*** Opening of Records provided ***

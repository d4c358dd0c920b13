use crate::workload::LoadPattern;
use serde::Deserialize;
use std::io::Read;
use std::time::Duration;

mod debug;
mod general;
mod workload;

pub use debug::Debug;
pub use general::General;
pub use workload::{Autotune, Backfill, Data, Workload};

#[derive(Debug, thiserror::Error)]
pub enum ConfigError {
    #[error("unable to read config file: {0}")]
    Io(#[from] std::io::Error),
    #[error("unable to parse config file: {0}")]
    Parse(#[from] toml::de::Error),
    #[error("invalid parameter: {0}")]
    Parameter(String),
}

impl ConfigError {
    pub fn parameter(msg: impl Into<String>) -> Self {
        Self::Parameter(msg.into())
    }
}

#[derive(Clone, Default, Deserialize)]
pub struct Config {
    #[serde(default)]
    general: General,
    #[serde(default)]
    workload: Workload,
    #[serde(default)]
    data: Data,
    #[serde(default)]
    autotune: Option<Autotune>,
    #[serde(default)]
    backfill: Backfill,
    #[serde(default)]
    debug: Debug,
}

impl Config {
    pub fn new(file: &str) -> Result<Self, ConfigError> {
        let mut file = std::fs::File::open(file)?;
        let mut content = String::new();
        file.read_to_string(&mut content)?;
        let config: Config = toml::from_str(&content)?;
        config.validate()?;
        Ok(config)
    }

    pub fn general(&self) -> &General {
        &self.general
    }

    pub fn workload(&self) -> &Workload {
        &self.workload
    }

    pub fn data(&self) -> &Data {
        &self.data
    }

    pub fn autotune(&self) -> Option<&Autotune> {
        self.autotune.as_ref()
    }

    pub fn backfill(&self) -> &Backfill {
        &self.backfill
    }

    pub fn debug(&self) -> &Debug {
        &self.debug
    }

    /// Workload parameters for a config-driven start, bounded by the
    /// configured test duration when one is set.
    pub fn load_params(&self) -> crate::workload::LoadParams {
        let mut params = self.workload.load_params();
        params.duration = self.general.duration();
        params
    }

    /// Fail-fast validation of every tunable. Invalid values are rejected
    /// with the offending field named, never silently clamped.
    pub fn validate(&self) -> Result<(), ConfigError> {
        let w = &self.workload;

        if w.num_keys() == 0 {
            return Err(ConfigError::parameter("num_keys must be > 0"));
        }
        if w.bulk_size() == 0 {
            return Err(ConfigError::parameter("bulk_size must be > 0"));
        }
        // batches hold distinct keys, so they cannot outsize the keyspace
        if w.bulk_size() > w.num_keys() {
            return Err(ConfigError::parameter(format!(
                "bulk_size ({}) must not exceed num_keys ({})",
                w.bulk_size(),
                w.num_keys()
            )));
        }
        if w.read_rate_limit() < 1.0 {
            return Err(ConfigError::parameter(format!(
                "read_rate_limit must be >= 1, provided: {}",
                w.read_rate_limit()
            )));
        }
        if w.write_rate_limit() < 1.0 {
            return Err(ConfigError::parameter(format!(
                "write_rate_limit must be >= 1, provided: {}",
                w.write_rate_limit()
            )));
        }

        w.load_params().validate()?;

        if w.pattern() == LoadPattern::Zipfian && w.zipf_exponent() <= 0.0 {
            return Err(ConfigError::parameter(format!(
                "zipf_exponent must be > 0, provided: {}",
                w.zipf_exponent()
            )));
        }

        if self.general.stats_update_freq() == Duration::ZERO {
            return Err(ConfigError::parameter("stats_update_freq_secs must be > 0"));
        }
        if self.general.stats_reset_freq() == Duration::ZERO {
            return Err(ConfigError::parameter("stats_reset_freq_secs must be > 0"));
        }

        if self.backfill.threads() == 0 {
            return Err(ConfigError::parameter("backfill threads must be > 0"));
        }
        if self.backfill.key_slots() == 0 || self.backfill.key_slots() as usize > w.num_keys() {
            return Err(ConfigError::parameter(format!(
                "backfill key_slots must be in [1, num_keys], provided: {}",
                self.backfill.key_slots()
            )));
        }

        if let Some(autotune) = &self.autotune {
            // constructing the tuner exercises the full ramp/threshold checks
            let _ = autotune.tuner()?;
        }

        Ok(())
    }
}

#[cfg(test)]
mod tests {
    use super::*;
    use std::io::Write;

    fn config_from(content: &str) -> Result<Config, ConfigError> {
        let mut file = tempfile::NamedTempFile::new().unwrap();
        file.write_all(content.as_bytes()).unwrap();
        Config::new(file.path().to_str().unwrap())
    }

    #[test]
    fn defaults_are_valid() {
        let config = config_from("").unwrap();
        assert_eq!(config.workload().num_keys(), 1000);
        assert_eq!(config.workload().bulk_size(), 1);
        assert!(config.workload().read_enabled());
        assert!(config.workload().write_enabled());
        assert!(config.autotune().is_none());
        assert_eq!(config.general().client(), "memory");
    }

    #[test]
    fn num_readers_defaults_to_four_per_core() {
        let config = config_from("").unwrap();
        let expected = std::thread::available_parallelism()
            .map(|p| p.get())
            .unwrap_or(1)
            * 4;
        assert_eq!(config.workload().num_readers(), expected);
        assert_eq!(config.workload().num_writers(), expected);
    }

    #[test]
    fn duration_bounds_the_load_params() {
        let config = config_from("[general]\nduration_secs = 30\n").unwrap();
        assert_eq!(config.load_params().duration, Some(Duration::from_secs(30)));
        let config = config_from("").unwrap();
        assert_eq!(config.load_params().duration, None);
    }

    #[test]
    fn rejects_zero_rate_limit() {
        let result = config_from("[workload]\nread_rate_limit = 0\n");
        assert!(matches!(result, Err(ConfigError::Parameter(_))));
    }

    #[test]
    fn rejects_sliding_window_without_window_params() {
        let result = config_from(
            "[workload]\npattern = \"sliding_window\"\nwindow_size = 0\nwindow_duration_secs = 60\n",
        );
        let err = result.err().unwrap();
        assert!(err.to_string().contains("window_size"));
    }

    #[test]
    fn rejects_invalid_autotune_ramp() {
        // step interval does not evenly divide the ramp period
        let result = config_from(
            "[autotune]\nenabled = true\ninit_rate = 1.0\nfinal_rate = 100.0\nramp_period_ms = 1000\nstep_interval_ms = 300\nfailure_ratio_threshold = 0.1\n",
        );
        assert!(result.is_err());
    }

    #[test]
    fn parses_full_config() {
        let config = config_from(
            r#"
            [general]
            client = "memory"
            stats_update_freq_secs = 2
            initial_seed = 42

            [workload]
            num_keys = 50000
            pattern = "zipfian"
            zipf_exponent = 1.2
            read_rate_limit = 5000
            write_rate_limit = 1000

            [backfill]
            threads = 4
            key_slots = 10
            "#,
        )
        .unwrap();
        assert_eq!(config.workload().pattern(), LoadPattern::Zipfian);
        assert_eq!(config.workload().num_keys(), 50000);
        assert_eq!(config.backfill().key_slots(), 10);
        assert_eq!(config.general().initial_seed(), Some(42));
    }
}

*** Close of Records provided ***

Each of the records is to be written out again without alteration.

repository d4c358dd0c920b13
use crate::workload::LoadPattern;
use serde::Deserialize;
use std::io::Read;
use std::time::Duration;

mod debug;
mod general;
mod workload;

pub use debug::Debug;
pub use general::General;
pub use workload::{Autotune, Backfill, Data, Workload};

#[derive(Debug, thiserror::Error)]
pub enum ConfigError {
    #[error("unable to read config file: {0}")]
    Io(#[from] std::io::Error),
    #[error("unable to parse config file: {0}")]
    Parse(#[from] toml::de::Error),
    #[error("invalid parameter: {0}")]
    Parameter(String),
}

impl ConfigError {
    pub fn parameter(msg: impl Into<String>) -> Self {
        Self::Parameter(msg.into())
    }
}

#[derive(Clone, Default, Deserialize)]
pub struct Config {
    #[serde(default)]
    general: General,
    #[serde(default)]
    workload: Workload,
    #[serde(default)]
    data: Data,
    #[serde(default)]
    autotune: Option<Autotune>,
    #[serde(default)]
    backfill: Backfill,
    #[serde(default)]
    debug: Debug,
}

impl Config {
    pub fn new(file: &str) -> Result<Self, ConfigError> {
        let mut file = std::fs::File::open(file)?;
        let mut content = String::new();
        file.read_to_string(&mut content)?;
        let config: Config = toml::from_str(&content)?;
        config.validate()?;
        Ok(config)
    }

    pub fn general(&self) -> &General {
        &self.general
    }

    pub fn workload(&self) -> &Workload {
        &self.workload
    }

    pub fn data(&self) -> &Data {
        &self.data
    }

    pub fn autotune(&self) -> Option<&Autotune> {
        self.autotune.as_ref()
    }

    pub fn backfill(&self) -> &Backfill {
        &self.backfill
    }

    pub fn debug(&self) -> &Debug {
        &self.debug
    }

    /// Workload parameters for a config-driven start, bounded by the
    /// configured test duration when one is set.
    pub fn load_params(&self) -> crate::workload::LoadParams {
        let mut params = self.workload.load_params();
        params.duration = self.general.duration();
        params
    }

    /// Fail-fast validation of every tunable. Invalid values are rejected
    /// with the offending field named, never silently clamped.
    pub fn validate(&self) -> Result<(), ConfigError> {
        let w = &self.workload;

        if w.num_keys() == 0 {
            return Err(ConfigError::parameter("num_keys must be > 0"));
        }
        if w.bulk_size() == 0 {
            return Err(ConfigError::parameter("bulk_size must be > 0"));
        }
        // batches hold distinct keys, so they cannot outsize the keyspace
        if w.bulk_size() > w.num_keys() {
            return Err(ConfigError::parameter(format!(
                "bulk_size ({}) must not exceed num_keys ({})",
                w.bulk_size(),
                w.num_keys()
            )));
        }
        if w.read_rate_limit() < 1.0 {
            return Err(ConfigError::parameter(format!(
                "read_rate_limit must be >= 1, provided: {}",
                w.read_rate_limit()
            )));
        }
        if w.write_rate_limit() < 1.0 {
            return Err(ConfigError::parameter(format!(
                "write_rate_limit must be >= 1, provided: {}",
                w.write_rate_limit()
            )));
        }

        w.load_params().validate()?;

        if w.pattern() == LoadPattern::Zipfian && w.zipf_exponent() <= 0.0 {
            return Err(ConfigError::parameter(format!(
                "zipf_exponent must be > 0, provided: {}",
                w.zipf_exponent()
            )));
        }

        if self.general.stats_update_freq() == Duration::ZERO {
            return Err(ConfigError::parameter("stats_update_freq_secs must be > 0"));
        }
        if self.general.stats_reset_freq() == Duration::ZERO {
            return Err(ConfigError::parameter("stats_reset_freq_secs must be > 0"));
        }

        if self.backfill.threads() == 0 {
            return Err(ConfigError::parameter("backfill threads must be > 0"));
        }
        if self.backfill.key_slots() == 0 || self.backfill.key_slots() as usize > w.num_keys() {
            return Err(ConfigError::parameter(format!(
                "backfill key_slots must be in [1, num_keys], provided: {}",
                self.backfill.key_slots()
            )));
        }

        if let Some(autotune) = &self.autotune {
            // constructing the tuner exercises the full ramp/threshold checks
            let _ = autotune.tuner()?;
        }

        Ok(())
    }
}

#[cfg(test)]
mod tests {
    use super::*;
    use std::io::Write;

    fn config_from(content: &str) -> Result<Config, ConfigError> {
        let mut file = tempfile::NamedTempFile::new().unwrap();
        file.write_all(content.as_bytes()).unwrap();
        Config::new(file.path().to_str().unwrap())
    }

    #[test]
    fn defaults_are_valid() {
        let config = config_from("").unwrap();
        assert_eq!(config.workload().num_keys(), 1000);
        assert_eq!(config.workload().bulk_size(), 1);
        assert!(config.workload().read_enabled());
        assert!(config.workload().write_enabled());
        assert!(config.autotune().is_none());
        assert_eq!(config.general().client(), "memory");
    }

    #[test]
    fn num_readers_defaults_to_four_per_core() {
        let config = config_from("").unwrap();
        let expected = std::thread::available_parallelism()
            .map(|p| p.get())
            .unwrap_or(1)
            * 4;
        assert_eq!(config.workload().num_readers(), expected);
        assert_eq!(config.workload().num_writers(), expected);
    }

    #[test]
    fn duration_bounds_the_load_params() {
        let config = config_from("[general]\nduration_secs = 30\n").unwrap();
        assert_eq!(config.load_params().duration, Some(Duration::from_secs(30)));
        let config = config_from("").unwrap();
        assert_eq!(config.load_params().duration, None);
    }

    #[test]
    fn rejects_zero_rate_limit() {
        let result = config_from("[workload]\nread_rate_limit = 0\n");
        assert!(matches!(result, Err(ConfigError::Parameter(_))));
    }

    #[test]
    fn rejects_sliding_window_without_window_params() {
        let result = config_from(
            "[workload]\npattern = \"sliding_window\"\nwindow_size = 0\nwindow_duration_secs = 60\n",
        );
        let err = result.err().unwrap();
        assert!(err.to_string().contains("window_size"));
    }

    #[test]
    fn rejects_invalid_autotune_ramp() {
        // step interval does not evenly divide the ramp period
        let result = config_from(
            "[autotune]\nenabled = true\ninit_rate = 1.0\nfinal_rate = 100.0\nramp_period_ms = 1000\nstep_interval_ms = 300\nfailure_ratio_threshold = 0.1\n",
        );
        assert!(result.is_err());
    }

    #[test]
    fn parses_full_config() {
        let config = config_from(
            r#"
            [general]
            client = "memory"
            stats_update_freq_secs = 2
            initial_seed = 42

            [workload]
            num_keys = 50000
            pattern = "zipfian"
            zipf_exponent = 1.2
            read_rate_limit = 5000
            write_rate_limit = 1000

            [backfill]
            threads = 4
            key_slots = 10
            "#,
        )
        .unwrap();
        assert_eq!(config.workload().pattern(), LoadPattern::Zipfian);
        assert_eq!(config.workload().num_keys(), 50000);
        assert_eq!(config.backfill().key_slots(), 10);
        assert_eq!(config.general().initial_seed(), Some(42));
    }
}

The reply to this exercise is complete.